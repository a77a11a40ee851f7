// tests/sockets.rs

use rzmq_proxy::socket::options;
use rzmq_proxy::{Endpoint, Msg, SocketType, ZmqError};
use std::time::Duration;
mod common;

const SHORT_TIMEOUT: Duration = Duration::from_millis(150);
const LONG_TIMEOUT: Duration = Duration::from_secs(2);

#[tokio::test]
async fn test_push_pull_round_robin() -> Result<(), ZmqError> {
  let ctx = common::test_context();
  let push = ctx.socket(SocketType::Push)?;
  let endpoint = common::unique_inproc_endpoint();
  push.bind(&endpoint).await?;
  let pull_a = ctx.socket(SocketType::Pull)?;
  let pull_b = ctx.socket(SocketType::Pull)?;
  pull_a.connect(&endpoint).await?;
  pull_b.connect(&endpoint).await?;

  for i in 0..4u8 {
    push.send(Msg::from_vec(vec![i])).await?;
  }
  let a: Vec<u8> = vec![
    common::recv_timeout(&pull_a, LONG_TIMEOUT).await?.data().unwrap()[0],
    common::recv_timeout(&pull_a, LONG_TIMEOUT).await?.data().unwrap()[0],
  ];
  let b: Vec<u8> = vec![
    common::recv_timeout(&pull_b, LONG_TIMEOUT).await?.data().unwrap()[0],
    common::recv_timeout(&pull_b, LONG_TIMEOUT).await?.data().unwrap()[0],
  ];
  assert_eq!(a, vec![0, 2]);
  assert_eq!(b, vec![1, 3]);

  assert!(matches!(push.recv().await, Err(ZmqError::InvalidSocketType(_))));
  assert!(matches!(
    pull_a.send(Msg::new()).await,
    Err(ZmqError::InvalidSocketType(_))
  ));
  Ok(())
}

#[tokio::test]
async fn test_multipart_is_delivered_atomically() -> Result<(), ZmqError> {
  let ctx = common::test_context();
  let push = ctx.socket(SocketType::Push)?;
  let pull = ctx.socket(SocketType::Pull)?;
  let endpoint = common::unique_inproc_endpoint();
  pull.bind(&endpoint).await?;
  push.connect(&endpoint).await?;

  let mut first = Msg::from_static(b"head");
  first.set_more(true);
  push.send(first).await?;
  // Nothing is visible until the final frame is sent.
  assert!(!pull.has_frame());
  push.send(Msg::from_static(b"tail")).await?;

  let head = common::recv_timeout(&pull, LONG_TIMEOUT).await?;
  assert!(head.is_more());
  assert_eq!(pull.get_option(options::RCVMORE).await?, 1i32.to_ne_bytes().to_vec());
  let tail = common::recv_timeout(&pull, LONG_TIMEOUT).await?;
  assert!(!tail.is_more());
  assert_eq!(pull.get_option(options::RCVMORE).await?, 0i32.to_ne_bytes().to_vec());
  assert_eq!(tail.data().unwrap(), b"tail");
  Ok(())
}

#[tokio::test]
async fn test_req_rep_alternation_is_enforced() -> Result<(), ZmqError> {
  let ctx = common::test_context();
  let rep = ctx.socket(SocketType::Rep)?;
  let req = ctx.socket(SocketType::Req)?;
  let endpoint = common::unique_inproc_endpoint();
  rep.bind(&endpoint).await?;
  req.connect(&endpoint).await?;

  assert!(matches!(req.recv().await, Err(ZmqError::InvalidState(_))));
  assert!(matches!(rep.send(Msg::new()).await, Err(ZmqError::InvalidState(_))));

  req.send(Msg::from_static(b"ping")).await?;
  assert!(matches!(req.send(Msg::new()).await, Err(ZmqError::InvalidState(_))));

  let request = common::recv_timeout(&rep, LONG_TIMEOUT).await?;
  assert_eq!(request.data().unwrap(), b"ping");
  assert!(matches!(rep.recv().await, Err(ZmqError::InvalidState(_))));
  rep.send(Msg::from_static(b"pong")).await?;

  let reply = common::recv_timeout(&req, LONG_TIMEOUT).await?;
  assert_eq!(reply.data().unwrap(), b"pong");
  req.send(Msg::from_static(b"again")).await?;
  Ok(())
}

#[tokio::test]
async fn test_router_prefixes_identity_and_routes_by_it() -> Result<(), ZmqError> {
  let ctx = common::test_context();
  let router = ctx.socket(SocketType::Router)?;
  let endpoint = common::unique_inproc_endpoint();
  router.bind(&endpoint).await?;

  let named = ctx.socket(SocketType::Dealer)?;
  named.set_option(options::ROUTING_ID, b"worker-1").await?;
  named.connect(&endpoint).await?;
  let anonymous = ctx.socket(SocketType::Dealer)?;
  anonymous.connect(&endpoint).await?;

  named.send(Msg::from_static(b"hello")).await?;
  let frames = common::recv_multipart_timeout(&router, LONG_TIMEOUT).await?;
  assert_eq!(common::payloads(&frames), vec![b"worker-1".to_vec(), b"hello".to_vec()]);

  anonymous.send(Msg::from_static(b"hi")).await?;
  let frames = common::recv_multipart_timeout(&router, LONG_TIMEOUT).await?;
  let generated = frames[0].data().unwrap().to_vec();
  assert_eq!(generated.len(), 5);
  assert_eq!(generated[0], 0);

  router
    .send_multipart(vec![Msg::from_vec(generated), Msg::from_static(b"to-anon")])
    .await?;
  let reply = common::recv_timeout(&anonymous, LONG_TIMEOUT).await?;
  assert_eq!(reply.data().unwrap(), b"to-anon");
  assert!(matches!(
    common::recv_timeout(&named, SHORT_TIMEOUT).await,
    Err(ZmqError::Timeout)
  ));
  Ok(())
}

#[tokio::test]
async fn test_router_mandatory_reports_unknown_peer() -> Result<(), ZmqError> {
  let ctx = common::test_context();
  let router = ctx.socket(SocketType::Router)?;

  // Unknown identities are dropped silently by default.
  router.send_multipart(common::frames(&[b"nobody", b"lost"])).await?;

  router.set_option(options::ROUTER_MANDATORY, &1i32.to_ne_bytes()).await?;
  let err = router
    .send_multipart(common::frames(&[b"nobody", b"lost"]))
    .await
    .unwrap_err();
  assert!(matches!(err, ZmqError::HostUnreachable(_)));

  assert!(matches!(
    router.send(Msg::from_static(b"identity-only")).await,
    Err(ZmqError::InvalidMessage(_))
  ));

  let dealer = ctx.socket(SocketType::Dealer)?;
  assert!(matches!(
    dealer.set_option(options::ROUTER_MANDATORY, &1i32.to_ne_bytes()).await,
    Err(ZmqError::InvalidOption(options::ROUTER_MANDATORY))
  ));
  Ok(())
}

#[tokio::test]
async fn test_dealer_to_rep_uses_envelope() -> Result<(), ZmqError> {
  let ctx = common::test_context();
  let rep = ctx.socket(SocketType::Rep)?;
  let dealer = ctx.socket(SocketType::Dealer)?;
  let endpoint = common::unique_inproc_endpoint();
  rep.bind(&endpoint).await?;
  dealer.connect(&endpoint).await?;

  dealer
    .send_multipart(common::frames(&[b"route", b"", b"question"]))
    .await?;
  let request = common::recv_multipart_timeout(&rep, LONG_TIMEOUT).await?;
  assert_eq!(common::payloads(&request), vec![b"question".to_vec()]);
  rep.send(Msg::from_static(b"answer")).await?;

  let reply = common::recv_multipart_timeout(&dealer, LONG_TIMEOUT).await?;
  assert_eq!(
    common::payloads(&reply),
    vec![b"route".to_vec(), Vec::new(), b"answer".to_vec()]
  );
  Ok(())
}

#[tokio::test]
async fn test_pair_is_exclusive() -> Result<(), ZmqError> {
  let ctx = common::test_context();
  let server = ctx.socket(SocketType::Pair)?;
  let endpoint = common::unique_inproc_endpoint();
  server.bind(&endpoint).await?;
  let first = ctx.socket(SocketType::Pair)?;
  first.connect(&endpoint).await?;
  let second = ctx.socket(SocketType::Pair)?;
  assert!(matches!(
    second.connect(&endpoint).await,
    Err(ZmqError::ConnectionRefused(_))
  ));

  first.send(Msg::from_static(b"a")).await?;
  assert_eq!(common::recv_timeout(&server, LONG_TIMEOUT).await?.data().unwrap(), b"a");
  server.send(Msg::from_static(b"b")).await?;
  assert_eq!(common::recv_timeout(&first, LONG_TIMEOUT).await?.data().unwrap(), b"b");
  Ok(())
}

#[tokio::test]
async fn test_bind_and_connect_errors() -> Result<(), ZmqError> {
  let ctx = common::test_context();
  let endpoint = common::unique_inproc_endpoint();
  let pull = ctx.socket(SocketType::Pull)?;
  pull.bind(&endpoint).await?;

  let other = ctx.socket(SocketType::Pull)?;
  assert!(matches!(other.bind(&endpoint).await, Err(ZmqError::AddrInUse(_))));

  let push = ctx.socket(SocketType::Push)?;
  assert!(matches!(
    push.connect(&common::unique_inproc_endpoint()).await,
    Err(ZmqError::ConnectionRefused(_))
  ));
  assert!(matches!(push.bind("not-an-endpoint").await, Err(ZmqError::InvalidEndpoint(_))));
  assert!(matches!(
    push.bind("tcp://127.0.0.1:5555").await,
    Err(ZmqError::UnsupportedTransport(_))
  ));

  let dealer = ctx.socket(SocketType::Dealer)?;
  assert!(matches!(
    dealer.connect(&endpoint).await,
    Err(ZmqError::InvalidSocketType(_))
  ));
  assert!(matches!(pull.connect(&endpoint).await, Err(ZmqError::InvalidArgument(_))));

  // Closing the binder frees the name.
  pull.close().await?;
  other.bind(&endpoint).await?;
  Ok(())
}

#[tokio::test]
async fn test_options_round_trip_and_validation() -> Result<(), ZmqError> {
  let ctx = common::test_context();
  let socket = ctx.socket(SocketType::Dealer)?;

  assert_eq!(
    socket.get_option(options::SNDHWM).await?,
    (options::DEFAULT_HWM as i32).to_ne_bytes().to_vec()
  );
  socket.set_option(options::SNDHWM, &10i32.to_ne_bytes()).await?;
  assert_eq!(socket.get_option(options::SNDHWM).await?, 10i32.to_ne_bytes().to_vec());
  assert_eq!(socket.get_option(options::RCVTIMEO).await?, (-1i32).to_ne_bytes().to_vec());
  assert_eq!(socket.get_option(options::LINGER).await?, 0i32.to_ne_bytes().to_vec());
  socket.set_option(options::LINGER, &250i32.to_ne_bytes()).await?;
  assert_eq!(socket.get_option(options::LINGER).await?, 250i32.to_ne_bytes().to_vec());
  assert_eq!(socket.get_option(options::TYPE).await?, 5i32.to_ne_bytes().to_vec());

  assert!(matches!(
    socket.set_option(options::RCVHWM, &[1, 2]).await,
    Err(ZmqError::InvalidOptionValue(options::RCVHWM))
  ));
  assert!(matches!(
    socket.set_option(options::TYPE, &1i32.to_ne_bytes()).await,
    Err(ZmqError::InvalidOption(options::TYPE))
  ));
  assert!(matches!(socket.get_option(9999).await, Err(ZmqError::InvalidOption(9999))));
  Ok(())
}

#[tokio::test]
async fn test_receive_and_send_timeouts() -> Result<(), ZmqError> {
  let ctx = common::test_context();
  let pull = ctx.socket(SocketType::Pull)?;
  pull.set_option(options::RCVTIMEO, &50i32.to_ne_bytes()).await?;
  assert!(matches!(pull.recv().await, Err(ZmqError::Timeout)));

  // A PUSH with no peer waits for one; SNDTIMEO bounds the wait.
  let push = ctx.socket(SocketType::Push)?;
  push.set_option(options::SNDTIMEO, &50i32.to_ne_bytes()).await?;
  assert!(matches!(push.send(Msg::new()).await, Err(ZmqError::Timeout)));
  Ok(())
}

#[tokio::test]
async fn test_receive_high_water_mark_applies_backpressure() -> Result<(), ZmqError> {
  let ctx = common::test_context();
  let pull = ctx.socket(SocketType::Pull)?;
  pull.set_option(options::RCVHWM, &2i32.to_ne_bytes()).await?;
  let endpoint = common::unique_inproc_endpoint();
  pull.bind(&endpoint).await?;

  let push = ctx.socket(SocketType::Push)?;
  push.set_option(options::SNDTIMEO, &50i32.to_ne_bytes()).await?;
  push.connect(&endpoint).await?;

  push.send(Msg::from_static(b"1")).await?;
  push.send(Msg::from_static(b"2")).await?;
  assert!(matches!(push.send(Msg::from_static(b"3")).await, Err(ZmqError::Timeout)));

  assert_eq!(common::recv_timeout(&pull, LONG_TIMEOUT).await?.data().unwrap(), b"1");
  push.send(Msg::from_static(b"3")).await?;
  Ok(())
}

#[tokio::test]
async fn test_send_high_water_mark_limits_messages_in_flight() -> Result<(), ZmqError> {
  let ctx = common::test_context();
  let pull = ctx.socket(SocketType::Pull)?;
  pull.set_option(options::RCVHWM, &0i32.to_ne_bytes()).await?;
  let endpoint = common::unique_inproc_endpoint();
  pull.bind(&endpoint).await?;

  let push = ctx.socket(SocketType::Push)?;
  push.set_option(options::SNDHWM, &2i32.to_ne_bytes()).await?;
  push.set_option(options::SNDTIMEO, &50i32.to_ne_bytes()).await?;
  push.connect(&endpoint).await?;

  push.send(Msg::from_static(b"1")).await?;
  push.send(Msg::from_static(b"2")).await?;
  // The receiver has no limit of its own; the sender's SNDHWM is what blocks.
  assert!(matches!(push.send(Msg::from_static(b"3")).await, Err(ZmqError::Timeout)));

  assert_eq!(common::recv_timeout(&pull, LONG_TIMEOUT).await?.data().unwrap(), b"1");
  push.send(Msg::from_static(b"3")).await?;
  assert_eq!(common::recv_timeout(&pull, LONG_TIMEOUT).await?.data().unwrap(), b"2");
  assert_eq!(common::recv_timeout(&pull, LONG_TIMEOUT).await?.data().unwrap(), b"3");
  Ok(())
}

/// PULL with room for one message, and a PUSH whose second send is left
/// waiting for that room when the PUSH closes.
async fn close_with_send_in_flight(linger_ms: i32) -> Result<(rzmq_proxy::Socket, Result<(), ZmqError>), ZmqError> {
  let ctx = common::test_context();
  let pull = ctx.socket(SocketType::Pull)?;
  pull.set_option(options::RCVHWM, &1i32.to_ne_bytes()).await?;
  let endpoint = common::unique_inproc_endpoint();
  pull.bind(&endpoint).await?;

  let push = ctx.socket(SocketType::Push)?;
  push.set_option(options::LINGER, &linger_ms.to_ne_bytes()).await?;
  push.connect(&endpoint).await?;
  push.send(Msg::from_static(b"1")).await?;

  let sender = push.clone();
  let pending = tokio::spawn(async move { sender.send(Msg::from_static(b"2")).await });
  tokio::time::sleep(Duration::from_millis(30)).await;
  push.close().await?;

  assert_eq!(common::recv_timeout(&pull, LONG_TIMEOUT).await?.data().unwrap(), b"1");
  let outcome = tokio::time::timeout(LONG_TIMEOUT, pending).await.expect("send did not finish").unwrap();
  Ok((pull, outcome))
}

#[tokio::test]
async fn test_linger_lets_in_flight_send_finish_after_close() -> Result<(), ZmqError> {
  let (pull, outcome) = close_with_send_in_flight(1000).await?;
  assert!(outcome.is_ok());
  assert_eq!(common::recv_timeout(&pull, LONG_TIMEOUT).await?.data().unwrap(), b"2");
  Ok(())
}

#[tokio::test]
async fn test_zero_linger_drops_in_flight_send_on_close() -> Result<(), ZmqError> {
  let (pull, outcome) = close_with_send_in_flight(0).await?;
  assert!(matches!(outcome, Err(ZmqError::SocketClosed)));
  assert!(common::recv_timeout(&pull, SHORT_TIMEOUT).await.is_err());
  Ok(())
}

#[tokio::test]
async fn test_close_fails_pending_and_later_operations() -> Result<(), ZmqError> {
  let ctx = common::test_context();
  let pull = ctx.socket(SocketType::Pull)?;
  let waiter = pull.clone();
  let pending = tokio::spawn(async move { waiter.recv().await });
  tokio::time::sleep(Duration::from_millis(20)).await;

  pull.close().await?;
  let result = tokio::time::timeout(LONG_TIMEOUT, pending).await.expect("recv did not wake").unwrap();
  assert!(matches!(result, Err(ZmqError::SocketClosed)));
  assert!(matches!(pull.recv().await, Err(ZmqError::SocketClosed)));
  assert!(matches!(pull.readable().await, Err(ZmqError::SocketClosed)));
  pull.close().await?;
  Ok(())
}

#[tokio::test]
async fn test_context_term_closes_sockets() -> Result<(), ZmqError> {
  let ctx = common::test_context();
  let push = ctx.socket(SocketType::Push)?;
  let pull = ctx.socket(SocketType::Pull)?;
  let endpoint = common::unique_inproc_endpoint();
  pull.bind(&endpoint).await?;
  push.connect(&endpoint).await?;

  push.send(Msg::from_static(b"Before Term")).await?;
  let msg = common::recv_timeout(&pull, LONG_TIMEOUT).await?;
  assert_eq!(msg.data().unwrap(), b"Before Term");

  let handle = ctx.clone();
  ctx.term().await?;
  assert!(matches!(push.send(Msg::new()).await, Err(ZmqError::SocketClosed)));
  assert!(matches!(pull.recv().await, Err(ZmqError::SocketClosed)));
  assert!(matches!(handle.socket(SocketType::Pair), Err(ZmqError::InvalidState(_))));
  Ok(())
}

..............................

• _What you need to do_: Check every line above for the string "pong" and copy those that have it.

• _Finished exercise_:
  rep.send(Msg::from_static(b"pong")).await?;
  assert_eq!(reply.data().unwrap(), b"pong");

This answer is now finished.